Work to be completed: Find the lines below that contain the string "values". Copy each one.
(Beginning of Task input)
//! Row-level security enforcement (spec.md §4.2).
//!
//! Policies are modeled as small value objects holding a predicate builder,
//! the same shape as the teacher's `policies::Policy { transform,
//! except_uri }` — a struct of closures/fn-pointers keyed by name, rather
//! than a trait-object hierarchy, since the policy set here is a fixed,
//! enumerable list (`OwnerBased`, `SharingBased`, `HierarchyBased`,
//! `TerritoryBased`, `Custom`) that doesn't need dynamic dispatch.

use std::collections::HashMap;

use crate::metadata::{FieldName, MetadataProvider, ObjName};
use crate::query::{CompareOp, Condition, LogicalOp, Operand, Query};
use crate::security::SecurityContext;
use crate::value::Value;

#[derive(Debug, Clone, Copy, PartialEq, Eq)]
pub enum PolicyKind {
    OwnerBased,
    SharingBased,
    HierarchyBased,
    TerritoryBased,
    Custom,
}

pub struct Policy {
    pub name: String,
    pub kind: PolicyKind,
    pub applicable: fn(&SecurityContext) -> bool,
    pub build: fn(&SecurityContext) -> Condition,
}

/// Policies keyed by `(object_name | "*", name)`, matching spec.md §4.2 step 3.
pub struct PolicyRegistry {
    policies: HashMap<(String, String), Policy>,
}

impl Default for PolicyRegistry {
    fn default() -> Self {
        let mut reg = Self { policies: HashMap::new() };
        reg.register("*", owner_based_policy());
        reg.register("*", sharing_based_policy());
        reg.register("*", hierarchy_based_policy());
        reg.register("*", territory_based_policy());
        reg
    }
}

impl PolicyRegistry {
    pub fn new_empty() -> Self {
        Self { policies: HashMap::new() }
    }

    pub fn register(&mut self, object_name: &str, policy: Policy) {
        self.policies.insert((object_name.to_string(), policy.name.clone()), policy);
    }

    /// Policies applicable to `object_name`, in a stable order (sorted by
    /// name) so OR-composition in [`RlsEnforcer::apply`] — and therefore the
    /// resulting `plan_id` — doesn't depend on `HashMap` iteration order.
    fn for_object(&self, object_name: &str) -> Vec<&Policy> {
        let mut specific: Vec<&Policy> = self
            .policies
            .iter()
            .filter(|((obj, _), _)| obj == object_name)
            .map(|(_, p)| p)
            .collect();
        if !specific.is_empty() {
            specific.sort_by(|a, b| a.name.cmp(&b.name));
            return specific;
        }
        let mut wildcard: Vec<&Policy> = self
            .policies
            .iter()
            .filter(|((obj, _), _)| obj == "*")
            .map(|(_, p)| p)
            .collect();
        wildcard.sort_by(|a, b| a.name.cmp(&b.name));
        wildcard
    }
}

fn owner_based_policy() -> Policy {
    Policy {
        name: "OwnerBased".into(),
        kind: PolicyKind::OwnerBased,
        applicable: |_ctx| true,
        build: |ctx| Condition::eq("owner_id", Value::Str(ctx.user_id.clone())),
    }
}

fn sharing_based_policy() -> Policy {
    Policy {
        name: "SharingBased".into(),
        kind: PolicyKind::SharingBased,
        applicable: |_ctx| true,
        build: |ctx| {
            let owner = Condition::eq("owner_id", Value::Str(ctx.user_id.clone()));
            let shared = Condition::Leaf {
                field: FieldName::new("id"),
                op: CompareOp::In,
                operand: Operand::Subquery(Box::new(share_subquery(ctx))),
            };
            owner.or(shared)
        },
    }
}

fn share_subquery(ctx: &SecurityContext) -> Query {
    use crate::query::Field;
    let mut q = Query::new("Share", vec![Field::plain("record_id")]);
    q.where_clause = Some(Condition::eq("user_or_group_id", Value::Str(ctx.user_id.clone())));
    q
}

fn hierarchy_based_policy() -> Policy {
    Policy {
        name: "HierarchyBased".into(),
        kind: PolicyKind::HierarchyBased,
        applicable: |_ctx| true,
        build: |ctx| Condition::Leaf {
            field: FieldName::new("owner_id"),
            op: CompareOp::In,
            operand: Operand::Subquery(Box::new(hierarchy_subquery(ctx))),
        },
    }
}

fn hierarchy_subquery(ctx: &SecurityContext) -> Query {
    use crate::query::Field;
    let mut q = Query::new("UserRoleHierarchy", vec![Field::plain("subordinate_user_id")]);
    q.where_clause = Some(Condition::eq("supervisor_user_id", Value::Str(ctx.user_id.clone())));
    q
}

fn territory_based_policy() -> Policy {
    Policy {
        name: "TerritoryBased".into(),
        kind: PolicyKind::TerritoryBased,
        applicable: |ctx| !ctx.territory_ids.is_empty(),
        build: |ctx| Condition::Leaf {
            field: FieldName::new("territory_id"),
            op: CompareOp::In,
            operand: Operand::List(ctx.territory_ids.iter().cloned().map(Value::Str).collect()),
        },
    }
}

pub struct RlsEnforcer {
    pub registry: PolicyRegistry,
}

impl Default for RlsEnforcer {
    fn default() -> Self {
        Self { registry: PolicyRegistry::default() }
    }
}

impl RlsEnforcer {
    pub fn new(registry: PolicyRegistry) -> Self {
        Self { registry }
    }

    /// Rewrites `query` to add an access-control predicate, per spec.md
    /// §4.2. Returns the input unchanged for admins or objects without RLS.
    pub fn apply(&self, query: Query, ctx: &SecurityContext, metadata: &dyn MetadataProvider) -> Query {
        if ctx.is_system_administrator() {
            log::debug!("RLS bypassed for user {} (SystemAdministrator)", ctx.user_id);
            return query;
        }

        let has_rls = metadata
            .get(&query.from_object)
            .map(|m| m.has_rls)
            .unwrap_or(false);
        if !has_rls {
            return query;
        }

        let applicable: Vec<&Policy> = self
            .registry
            .for_object(&query.from_object.0)
            .into_iter()
            .filter(|p| (p.applicable)(ctx))
            .collect();

        if applicable.is_empty() {
            log::debug!(
                "no applicable RLS policy for object {} and user {}; no rows will be visible",
                query.from_object,
                ctx.user_id
            );
            return with_rls_predicate(query, always_false());
        }

        let mut combined: Option<Condition> = None;
        for policy in applicable {
            log::debug!("applying RLS policy {} to object {}", policy.name, query.from_object);
            let predicate = (policy.build)(ctx);
            combined = Some(match combined {
                Some(existing) => existing.or(predicate),
                None => predicate,
            });
        }

        with_rls_predicate(query, combined.expect("checked non-empty above"))
    }

    /// Evaluates each applicable policy's predicate against an in-memory
    /// record (spec.md §4.2 "Record-level validation"). Used for DML-style
    /// checks by callers outside the query pipeline.
    pub fn validate(
        &self,
        object_name: &ObjName,
        record: &indexmap::IndexMap<String, Value>,
        ctx: &SecurityContext,
    ) -> bool {
        if ctx.is_system_administrator() {
            return true;
        }
        self.registry
            .for_object(&object_name.0)
            .into_iter()
            .filter(|p| (p.applicable)(ctx))
            .any(|p| eval_condition(&(p.build)(ctx), record))
    }
}

fn always_false() -> Condition {
    Condition::Leaf {
        field: FieldName::new("1"),
        op: CompareOp::Eq,
        operand: Operand::Scalar(Value::Int(0)),
    }
}

fn with_rls_predicate(mut query: Query, predicate: Condition) -> Query {
    query.where_clause = Some(match query.where_clause {
        Some(existing) => existing.and(predicate),
        None => predicate,
    });
    query
}

/// In-memory predicate evaluation for [`RlsEnforcer::validate`]. Does not
/// support subquery operands (those require a live connection); a record
/// that hits one is treated as not satisfying that leaf.
fn eval_condition(cond: &Condition, record: &indexmap::IndexMap<String, Value>) -> bool {
    match cond {
        Condition::Logical { op, left, right } => {
            let l = eval_condition(left, record);
            let r = eval_condition(right, record);
            match op {
                LogicalOp::And => l && r,
                LogicalOp::Or => l || r,
            }
        }
        Condition::Leaf { field, op, operand } => {
            let actual = record.get(field.leaf());
            match (op, operand) {
                (CompareOp::Eq, Operand::Scalar(v)) => actual == Some(v),
                (CompareOp::Ne, Operand::Scalar(v)) => actual != Some(v),
                (CompareOp::In, Operand::List(values)) => {
                    actual.map(|a| values.contains(a)).unwrap_or(false)
                }
                (CompareOp::In, Operand::Subquery(_)) => false,
                (CompareOp::IsNull, Operand::None) => actual.map(Value::is_null).unwrap_or(true),
                (CompareOp::IsNotNull, Operand::None) => !actual.map(Value::is_null).unwrap_or(true),
                _ => false,
            }
        }
    }
}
(End of Task input)
Output below:
                (CompareOp::In, Operand::List(values)) => {
                    actual.map(|a| values.contains(a)).unwrap_or(false)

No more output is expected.